BEGIN Source records

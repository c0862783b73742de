/// Current schema version.
pub const SCHEMA_VERSION: &str = "1";

/// Full SQL schema for the Threadlens `SQLite` database.
pub const SCHEMA_SQL: &str = r"
-- Schema version tracking
CREATE TABLE IF NOT EXISTS threadlens_meta (
    key TEXT PRIMARY KEY,
    value TEXT NOT NULL
);

-- The loaded dataset. Posts are bulk-loaded and never individually mutated.
CREATE TABLE IF NOT EXISTS posts (
    id TEXT PRIMARY KEY,
    title TEXT NOT NULL,
    content TEXT,
    author TEXT,
    platform TEXT NOT NULL,
    source TEXT NOT NULL,
    score INTEGER NOT NULL,
    num_comments INTEGER NOT NULL DEFAULT 0,
    created_at INTEGER NOT NULL,
    url TEXT NOT NULL DEFAULT ''
);
CREATE INDEX IF NOT EXISTS idx_posts_platform ON posts(platform);
CREATE INDEX IF NOT EXISTS idx_posts_source ON posts(source);
CREATE INDEX IF NOT EXISTS idx_posts_author ON posts(author);
CREATE INDEX IF NOT EXISTS idx_posts_created_at ON posts(created_at);
CREATE INDEX IF NOT EXISTS idx_posts_score ON posts(score);
CREATE INDEX IF NOT EXISTS idx_posts_num_comments ON posts(num_comments);
";

/// Contentless FTS index over the searchable text columns. Kept in a
/// separate batch so a build without fts5 can fall back to LIKE search.
pub const FTS_SQL: &str = r"
CREATE VIRTUAL TABLE IF NOT EXISTS posts_search USING fts5(
    title,
    content,
    content='posts',
    content_rowid='rowid',
    tokenize='porter unicode61'
);

-- Keep the index in lockstep with the posts table
CREATE TRIGGER IF NOT EXISTS posts_search_ai AFTER INSERT ON posts BEGIN
    INSERT INTO posts_search(rowid, title, content)
    VALUES (new.rowid, new.title, new.content);
END;
CREATE TRIGGER IF NOT EXISTS posts_search_ad AFTER DELETE ON posts BEGIN
    INSERT INTO posts_search(posts_search, rowid, title, content)
    VALUES ('delete', old.rowid, old.title, old.content);
END;
CREATE TRIGGER IF NOT EXISTS posts_search_au AFTER UPDATE ON posts BEGIN
    INSERT INTO posts_search(posts_search, rowid, title, content)
    VALUES ('delete', old.rowid, old.title, old.content);
    INSERT INTO posts_search(rowid, title, content)
    VALUES (new.rowid, new.title, new.content);
END;
";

END Source records

> [About this task]: Reproduce the records above exactly, from the first line through the line containing "CREATE TABLE IF NOT EXISTS threadlens_meta", and output nothing else.

> [Response to this task]:
repository c0862783b73742de
/// Current schema version.
pub const SCHEMA_VERSION: &str = "1";

/// Full SQL schema for the Threadlens `SQLite` database.
pub const SCHEMA_SQL: &str = r"
-- Schema version tracking
CREATE TABLE IF NOT EXISTS threadlens_meta (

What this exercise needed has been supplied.